P100×8+Dual CPUの構成。PCIeのSwicthがCPUあたり2つ、というのはXeonがDual PCIe x16に対応していることに向けてと思われる

 一方P100×4の構成例も示されており、直接NVLinkでの接続も可能とされる。

P100×4の構成例。こちらはCPUとしてIBMのPowerをベースにしたもので、Summit/Sierraはこの構成になると考えられる

 あとはメモリーの話だが、NVIDIAのブログにはあまり詳細は書かれていない。とはいえHBM2を使うことは明らかにされており、利用されるダイ(HBM2のスタックを構成するメモリーチップ1つ)は8Gbitの容量だとされている。

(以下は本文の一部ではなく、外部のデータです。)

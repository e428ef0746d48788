//! # Artificial Finality
//!
//! Pure heaviest-chain selection lets anyone with enough rented hashpower
//! rewrite hours of history. The antigravity gate adds a time-weighted
//! penalty: a candidate that forks off the canonical chain must carry
//! proportionally more total difficulty the longer it has been diverging.
//! Short honest races are barely affected; deep, long-running private
//! chains need up to 31x the work of the chain they want to replace.
//!
//! ## Architecture
//!
//! ```text
//! antigravity.rs  required-ratio curves (sinusoidal, exponential)
//! ancestor.rs     common-ancestor search over stored headers
//! ratio.rs        TD ratio + per-block RatioTracker fold
//! decision.rs     Decision / Rejection / Evaluation and the pure `decide`
//! ```
//!
//! ## Evaluation Order
//!
//! ```text
//! segment ─▶ find_common_ancestor ─▶ RatioTracker (fold) ─▶ decide(gate, points, head TD)
//! ```
//!
//! Everything in here is read-only. Applying a decision is the chain's job.

pub mod ancestor;
pub mod antigravity;
pub mod decision;
pub mod ratio;

pub use ancestor::{find_common_ancestor, CommonAncestor};
pub use antigravity::{AntigravityCurve, CurveKind, ExponentialCurve, SinusoidalCurve};
pub use decision::{decide, Decision, Evaluation, Rejection};
pub use ratio::{td_ratio, total_difficulty_ratio, RatioPoint, RatioTracker, UNBOUNDED_RATIO};
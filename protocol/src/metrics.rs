//! # Prometheus Metrics
//!
//! Operational metrics for chain selection: how many candidates were
//! evaluated, how they were decided, and how deep the reorgs went.
//!
//! Each [`crate::chain::Blockchain`] owns its own [`prometheus::Registry`],
//! so independent chain instances in one process never share counters.
//! Embedders scrape it through [`ChainMetrics::encode`] or register the
//! registry with their own exporter.

use prometheus::core::Collector;
use prometheus::{Encoder, Histogram, HistogramOpts, IntCounter, IntGauge, Registry, TextEncoder};

use crate::finality::Decision;

/// Holds all Prometheus metric handles for one chain.
#[derive(Clone)]
pub struct ChainMetrics {
    registry: Registry,
    /// Candidate segments that reached a decision.
    pub segments_evaluated_total: IntCounter,
    pub head_switches_total: IntCounter,
    pub side_chains_total: IntCounter,
    /// Candidates refused by the artificial finality gate.
    pub finality_rejections_total: IntCounter,
    pub unknown_ancestors_total: IntCounter,
    pub validation_failures_total: IntCounter,
    /// Height of the canonical head.
    pub head_number: IntGauge,
    /// Canonical headers retired per head switch.
    pub reorg_depth: Histogram,
}

fn register<C: Collector + Clone + 'static>(registry: &Registry, metric: C) -> prometheus::Result<C> {
    registry.register(Box::new(metric.clone()))?;
    Ok(metric)
}

impl ChainMetrics {
    /// Creates and registers all metrics.
    pub fn new() -> prometheus::Result<Self> {
        let registry = Registry::new_custom(Some("mess".into()), None)?;

        let segments_evaluated_total = register(
            &registry,
            IntCounter::new("segments_evaluated_total", "Candidate segments evaluated")?,
        )?;
        let head_switches_total = register(
            &registry,
            IntCounter::new("head_switches_total", "Candidates that became the canonical chain")?,
        )?;
        let side_chains_total = register(
            &registry,
            IntCounter::new("side_chains_total", "Candidates stored as side chains")?,
        )?;
        let finality_rejections_total = register(
            &registry,
            IntCounter::new(
                "finality_rejections_total",
                "Candidates rejected by the artificial finality gate",
            )?,
        )?;
        let unknown_ancestors_total = register(
            &registry,
            IntCounter::new(
                "unknown_ancestors_total",
                "Candidates with no common ancestor in retained history",
            )?,
        )?;
        let validation_failures_total = register(
            &registry,
            IntCounter::new("validation_failures_total", "Candidates failing header validation")?,
        )?;
        let head_number = register(
            &registry,
            IntGauge::new("head_number", "Height of the canonical head")?,
        )?;
        let reorg_depth = register(
            &registry,
            Histogram::with_opts(
                HistogramOpts::new("reorg_depth", "Canonical headers retired per head switch")
                    .buckets(vec![0.0, 1.0, 2.0, 4.0, 8.0, 16.0, 64.0, 256.0, 1024.0]),
            )?,
        )?;

        Ok(Self {
            registry,
            segments_evaluated_total,
            head_switches_total,
            side_chains_total,
            finality_rejections_total,
            unknown_ancestors_total,
            validation_failures_total,
            head_number,
            reorg_depth,
        })
    }

    /// Count a decision.
    pub fn observe_decision(&self, decision: &Decision) {
        self.segments_evaluated_total.inc();
        match decision {
            Decision::HeadSwitch => self.head_switches_total.inc(),
            Decision::SideChainAccepted => self.side_chains_total.inc(),
            Decision::Rejected(_) => self.finality_rejections_total.inc(),
        }
    }

    pub fn registry(&self) -> &Registry {
        &self.registry
    }

    /// Encodes all registered metrics into the Prometheus text exposition format.
    pub fn encode(&self) -> Result<String, prometheus::Error> {
        let encoder = TextEncoder::new();
        let metric_families = self.registry.gather();
        let mut buffer = Vec::new();
        encoder.encode(&metric_families, &mut buffer)?;
        String::from_utf8(buffer).map_err(|e| prometheus::Error::Msg(e.to_string()))
    }
}

#[cfg(test)]
mod tests {
    use super::*;

    #[test]
    fn decisions_are_counted() {
        let metrics = ChainMetrics::new().unwrap();
        metrics.observe_decision(&Decision::HeadSwitch);
        metrics.observe_decision(&Decision::SideChainAccepted);
        metrics.observe_decision(&Decision::HeadSwitch);

        assert_eq!(metrics.segments_evaluated_total.get(), 3);
        assert_eq!(metrics.head_switches_total.get(), 2);
        assert_eq!(metrics.side_chains_total.get(), 1);
        assert_eq!(metrics.finality_rejections_total.get(), 0);
    }

    #[test]
    fn encodes_with_namespace() {
        let metrics = ChainMetrics::new().unwrap();
        metrics.head_number.set(42);
        let text = metrics.encode().unwrap();
        assert!(text.contains("mess_head_number 42"));
        assert!(text.contains("mess_reorg_depth_bucket"));
    }

    #[test]
    fn instances_are_independent() {
        let a = ChainMetrics::new().unwrap();
        let b = ChainMetrics::new().unwrap();
        a.head_switches_total.inc();
        assert_eq!(b.head_switches_total.get(), 0);
    }
}
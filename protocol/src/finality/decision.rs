//! Reorg decisions.
//!
//! [`decide`] is the whole policy in one pure function: given the gate (if
//! any), the fork point, one ratio point per new header and the current
//! head's total difficulty, it says what happens to the candidate.
//!
//! Only the prefix that would take over the head is gated. Every earlier
//! prefix is a side chain and every later one extends the new head, so a
//! candidate gets the same verdict whether it arrives whole or one header
//! at a time.

use std::fmt;

use super::ancestor::CommonAncestor;
use super::antigravity::AntigravityCurve;
use super::ratio::RatioPoint;
use crate::storage::{short_hash, Difficulty, Hash, Header};

/// Why the artificial finality gate refused a candidate.
#[derive(Debug, Clone, PartialEq)]
pub struct Rejection {
    pub ancestor_number: u64,
    pub ancestor_hash: Hash,
    /// First candidate header heavier than the head, the one that failed.
    pub number: u64,
    pub hash: Hash,
    /// Seconds between the ancestor and the failing header.
    pub elapsed: u64,
    pub ratio: f64,
    pub required: f64,
}

impl fmt::Display for Rejection {
    fn fmt(&self, f: &mut fmt::Formatter<'_>) -> fmt::Result {
        write!(
            f,
            "td ratio {:.6} below required {:.6} after {}s (fork at #{} {}, block #{} {})",
            self.ratio,
            self.required,
            self.elapsed,
            self.ancestor_number,
            short_hash(&self.ancestor_hash),
            self.number,
            short_hash(&self.hash),
        )
    }
}

/// Outcome of evaluating a candidate segment.
#[derive(Debug, Clone, PartialEq)]
pub enum Decision {
    /// The candidate becomes the canonical chain.
    HeadSwitch,
    /// The candidate is stored but the head stays put.
    SideChainAccepted,
    /// The candidate is refused and nothing is stored.
    Rejected(Rejection),
}

impl Decision {
    pub fn is_head_switch(&self) -> bool {
        matches!(self, Self::HeadSwitch)
    }

    pub fn is_accepted(&self) -> bool {
        !matches!(self, Self::Rejected(_))
    }

    pub fn label(&self) -> &'static str {
        match self {
            Self::HeadSwitch => "head_switch",
            Self::SideChainAccepted => "side_chain",
            Self::Rejected(_) => "rejected",
        }
    }
}

/// Apply the heaviest-chain rule and the gate to a candidate's new headers.
///
/// The first point heavier than the head is the takeover point; with the
/// gate on it must clear the curve. Candidates that never outweigh the head
/// are side chains and are not gated. Ties keep the current head.
pub fn decide(
    gate: Option<&AntigravityCurve>,
    ancestor: &Header,
    points: &[RatioPoint],
    head_total_difficulty: Difficulty,
) -> Decision {
    let Some(takeover) = points
        .iter()
        .find(|point| point.total_difficulty > head_total_difficulty)
    else {
        return Decision::SideChainAccepted;
    };

    if let Some(curve) = gate {
        let required = takeover.required(curve);
        if takeover.ratio < required {
            return Decision::Rejected(Rejection {
                ancestor_number: ancestor.number,
                ancestor_hash: ancestor.hash,
                number: takeover.number,
                hash: takeover.hash,
                elapsed: takeover.elapsed,
                ratio: takeover.ratio,
                required,
            });
        }
    }
    Decision::HeadSwitch
}

// ---------------------------------------------------------------------------
// Evaluation
// ---------------------------------------------------------------------------

/// Everything learned while evaluating one candidate segment.
#[derive(Debug, Clone)]
pub struct Evaluation {
    pub ancestor: CommonAncestor,
    /// Leading segment headers that were already stored and skipped.
    pub known: usize,
    /// One point per new header, in segment order.
    pub points: Vec<RatioPoint>,
    pub tip: RatioPoint,
    pub head: Header,
    pub head_total_difficulty: Difficulty,
    /// The curve in force for this evaluation, `None` if the gate was off.
    pub gate: Option<AntigravityCurve>,
    pub decision: Decision,
}

impl Evaluation {
    /// Ratio the curve demands at the tip's elapsed time, if the gate was on.
    pub fn required_ratio(&self) -> Option<f64> {
        self.gate.as_ref().map(|curve| self.tip.required(curve))
    }

    /// Canonical headers that a head switch would retire.
    pub fn reorg_depth(&self) -> u64 {
        self.head.number.saturating_sub(self.ancestor.number())
    }
}
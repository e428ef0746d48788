//! # Header
//!
//! The slice of a block that chain selection cares about: height, parent
//! link, timestamp and difficulty. Transactions, receipts and state roots
//! live elsewhere and never influence which fork wins.
//!
//! ## Hash Computation
//!
//! A header's hash is BLAKE3 over a fixed-width, little-endian preimage:
//!
//! ```text
//! number (8) || parent_hash (32) || timestamp (8) || difficulty (16) || nonce (8)
//! ```
//!
//! Fixed-width fields mean no length prefixes and no ambiguity between
//! adjacent fields. The nonce only exists so that two headers with the same
//! parent, time and difficulty can still be distinct blocks.

use serde::{Deserialize, Serialize};
use std::fmt;

/// 32-byte BLAKE3 digest identifying a header.
pub type Hash = [u8; 32];

/// Per-block difficulty and accumulated total difficulty.
pub type Difficulty = u128;

const HASH_PREIMAGE_LEN: usize = 8 + 32 + 8 + 16 + 8;

/// A block header as seen by the chain-selection engine.
#[derive(Clone, PartialEq, Eq, Serialize, Deserialize)]
pub struct Header {
    pub number: u64,
    pub hash: Hash,
    pub parent_hash: Hash,
    /// Seconds since the Unix epoch.
    pub timestamp: u64,
    pub difficulty: Difficulty,
    pub nonce: u64,
}

impl Header {
    /// Build the child of `parent` and seal it with its hash.
    pub fn new(parent: &Header, timestamp: u64, difficulty: Difficulty, nonce: u64) -> Self {
        Self::seal(parent.number + 1, parent.hash, timestamp, difficulty, nonce)
    }

    /// Build a genesis header (height 0, zero parent hash).
    pub fn genesis(timestamp: u64, difficulty: Difficulty) -> Self {
        Self::seal(0, [0u8; 32], timestamp, difficulty, 0)
    }

    fn seal(number: u64, parent_hash: Hash, timestamp: u64, difficulty: Difficulty, nonce: u64) -> Self {
        let mut header = Self {
            number,
            hash: [0u8; 32],
            parent_hash,
            timestamp,
            difficulty,
            nonce,
        };
        header.hash = header.compute_hash();
        header
    }

    /// Recompute the hash from the header's fields.
    pub fn compute_hash(&self) -> Hash {
        let mut preimage = [0u8; HASH_PREIMAGE_LEN];
        preimage[0..8].copy_from_slice(&self.number.to_le_bytes());
        preimage[8..40].copy_from_slice(&self.parent_hash);
        preimage[40..48].copy_from_slice(&self.timestamp.to_le_bytes());
        preimage[48..64].copy_from_slice(&self.difficulty.to_le_bytes());
        preimage[64..72].copy_from_slice(&self.nonce.to_le_bytes());
        *blake3::hash(&preimage).as_bytes()
    }

    /// `true` if the stored hash matches the header's fields.
    pub fn verify_hash(&self) -> bool {
        self.hash == self.compute_hash()
    }

    pub fn is_genesis(&self) -> bool {
        self.number == 0
    }

    pub fn hash_hex(&self) -> String {
        hex::encode(self.hash)
    }
}

/// First four bytes of a hash as hex, for log lines.
pub fn short_hash(hash: &Hash) -> String {
    hex::encode(&hash[..4])
}

impl fmt::Debug for Header {
    fn fmt(&self, f: &mut fmt::Formatter<'_>) -> fmt::Result {
        f.debug_struct("Header")
            .field("number", &self.number)
            .field("hash", &short_hash(&self.hash))
            .field("parent", &short_hash(&self.parent_hash))
            .field("timestamp", &self.timestamp)
            .field("difficulty", &self.difficulty)
            .finish()
    }
}

// ---------------------------------------------------------------------------
// Tests
// ---------------------------------------------------------------------------
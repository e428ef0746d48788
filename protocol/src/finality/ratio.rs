//! # Total-Difficulty Ratio
//!
//! How much work has the candidate added since the fork, relative to how
//! much the local chain added over the same stretch?
//!
//! ```text
//!          TD(candidate) - TD(ancestor)
//! ratio = ------------------------------
//!          TD(canonical) - TD(ancestor)
//! ```
//!
//! `canonical` is the canonical header at the candidate's height, or the
//! canonical head when the candidate is already taller. When the local
//! chain has added nothing since the fork (the ancestor *is* the head) the
//! ratio is unbounded and reported as [`UNBOUNDED_RATIO`].
//!
//! [`RatioTracker`] folds this over a candidate segment one header at a
//! time, accumulating the candidate's TD as it goes so every point costs a
//! single canonical lookup.

use tracing::debug;

use super::ancestor::CommonAncestor;
use super::antigravity::AntigravityCurve;
use crate::error::{ChainError, ChainResult};
use crate::storage::{Difficulty, Hash, Header, HeaderReader};

/// Sentinel ratio for a fork whose canonical side added no work.
pub const UNBOUNDED_RATIO: f64 = f64::MAX;

/// The ratio of candidate work to canonical work since the ancestor.
pub fn td_ratio(ancestor_td: Difficulty, canonical_td: Difficulty, candidate_td: Difficulty) -> f64 {
    let denominator = canonical_td.saturating_sub(ancestor_td);
    if denominator == 0 {
        return UNBOUNDED_RATIO;
    }
    let numerator = candidate_td.saturating_sub(ancestor_td);
    numerator as f64 / denominator as f64
}

fn stored_td<R: HeaderReader + ?Sized>(reader: &R, hash: &Hash) -> ChainResult<Difficulty> {
    reader
        .total_difficulty(hash)?
        .ok_or(ChainError::MissingTotalDifficulty { hash: *hash })
}

/// [`td_ratio`] for three stored headers.
pub fn total_difficulty_ratio<R: HeaderReader + ?Sized>(
    reader: &R,
    ancestor: &Header,
    canonical: &Header,
    candidate: &Header,
) -> ChainResult<f64> {
    Ok(td_ratio(
        stored_td(reader, &ancestor.hash)?,
        stored_td(reader, &canonical.hash)?,
        stored_td(reader, &candidate.hash)?,
    ))
}

// ---------------------------------------------------------------------------
// RatioPoint
// ---------------------------------------------------------------------------

/// Ratio diagnostics for one candidate header.
#[derive(Debug, Clone, Copy, PartialEq)]
pub struct RatioPoint {
    pub number: u64,
    pub hash: Hash,
    pub total_difficulty: Difficulty,
    /// TD of the canonical header the candidate was compared against.
    pub canonical_total_difficulty: Difficulty,
    pub ratio: f64,
    /// Seconds between the ancestor and this header.
    pub elapsed: u64,
}

impl RatioPoint {
    /// Ratio the curve would demand at this point.
    pub fn required(&self, curve: &AntigravityCurve) -> f64 {
        curve.required_ratio(self.elapsed as f64)
    }

    pub fn passes(&self, curve: &AntigravityCurve) -> bool {
        self.ratio >= self.required(curve)
    }
}

// ---------------------------------------------------------------------------
// RatioTracker
// ---------------------------------------------------------------------------

/// Accumulator over a candidate segment.
pub struct RatioTracker<'a, R: ?Sized> {
    reader: &'a R,
    ancestor_td: Difficulty,
    ancestor_timestamp: u64,
    head_number: u64,
    td: Difficulty,
    points: Vec<RatioPoint>,
}

impl<'a, R: HeaderReader + ?Sized> RatioTracker<'a, R> {
    /// Start a fold whose first pushed header is a child of a header with
    /// total difficulty `parent_td`.
    pub fn new(
        reader: &'a R,
        ancestor: &CommonAncestor,
        parent_td: Difficulty,
        head_number: u64,
    ) -> Self {
        Self {
            reader,
            ancestor_td: ancestor.total_difficulty,
            ancestor_timestamp: ancestor.header.timestamp,
            head_number,
            td: parent_td,
            points: Vec::new(),
        }
    }

    pub fn push(&mut self, header: &Header) -> ChainResult<&RatioPoint> {
        self.td = self.td.saturating_add(header.difficulty);

        let comparison = header.number.min(self.head_number);
        let canonical_hash = self
            .reader
            .canonical_hash(comparison)?
            .ok_or(ChainError::MissingHeader { hash: header.hash })?;
        let canonical_td = stored_td(self.reader, &canonical_hash)?;

        let point = RatioPoint {
            number: header.number,
            hash: header.hash,
            total_difficulty: self.td,
            canonical_total_difficulty: canonical_td,
            ratio: td_ratio(self.ancestor_td, canonical_td, self.td),
            elapsed: header.timestamp.saturating_sub(self.ancestor_timestamp),
        };
        debug!(
            number = point.number,
            ratio = point.ratio,
            elapsed = point.elapsed,
            "candidate td ratio"
        );
        self.points.push(point);
        Ok(&self.points[self.points.len() - 1])
    }

    /// Candidate TD through the last pushed header.
    pub fn total_difficulty(&self) -> Difficulty {
        self.td
    }

    pub fn last(&self) -> Option<&RatioPoint> {
        self.points.last()
    }

    pub fn into_points(self) -> Vec<RatioPoint> {
        self.points
    }
}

 つまりHBMスタック1つあたり32Gbit=4GB、これを4つ搭載するので16GBという形だ。これをTSMCのCoWoSを使ってGP100コアと接続している。帯域は1チップあたり1024bit/1GHz DDRでの接続なので256GB/秒、4つで1TB/秒という計算になる。

 さて、話としてはこの程度だが、ついでにGP104などの構成について少し占っておきたい。まずSMの構成としては、Kepler世代と同様にGP104でもDP Unitを実装しつつ、無効化するだろう。これはDark Silicon絡みが理由だ。

 ひょっとするとGP104ではDP Unitを省くかと思ったのだが、GPUの場合は通常のコアがフル稼働するので、熱密度がすごいことになる。したがって、多少熱を発生しないユニットをダイ上に残すことで、熱密度を緩和する必要がある。DP Unitはこの目的には手頃であり、またSMの再設計の手間を省くという意味でも有用だろう。

 次がSM数であるが、GM204が28nmプロセスでおよそ300mm2程度だった。生産コストを抑えることを考えると、400mm2はかなり厳しいところであり、350mm2前後と仮定すると、SMの数は多くて36個(2304コア)あたりだろう。

 GM204の2048コアに比べるとあまり差がないが、P100ですらベースで1.3GHz駆動が可能だったため、SM数を抑えたGP104では1.5GHzあたりも可能かもしれず、さらにWarp数を増やしたことで効率が改善しているため、性能もその分引き上げられると思われる。

 問題はメモリー帯域だ。GP100では4FLOPS/Bytesを目指しており、実際はもう少し少ない(単精度で言えば10TFLOPS/1TBytesなので、10FLOPS/Byteの計算になる)あたりでバランスしている(4FLOPS/Byteとのギャップは2次キャッシュで埋める)形だ。もしGP104でも同程度の帯域を実現するとすると、おおよそ700GB/秒程度の帯域が必要になる(2304コア/1.6GHz動作で試算)。

 これがGDDR5Xで可能か? というと、一応ぎりぎり可能ではある。GDDR5Xは、すでにMicronが14Gbps動作の型番をラインナップしており、14Gbps/384bit構成なら帯域は672GB/秒でほぼ700GB/秒が実現できるからだ。

 512bit幅までやれば、900GB/秒近い帯域が確保できる。もっともこのクラスならそろそろHBM2を考えたほうがマシだとは思うが。以上のことから、2016年6月登場予定のGeForce GTX 1080相当のスペックはこれに準じたものとした。

 またGeForce GTX 1070相当のものは、おおむねGeForce GTX 980と同等のシェーダー構成で動作周波数をやや引き上げたあたりでバランスさせてみた。この構成では、GDDR5Xは12Gbpsのものでも間に合う計算になる。もっともこのあたりは完全に筆者の推定なので、よく眉につばをつけて見ていただきたい。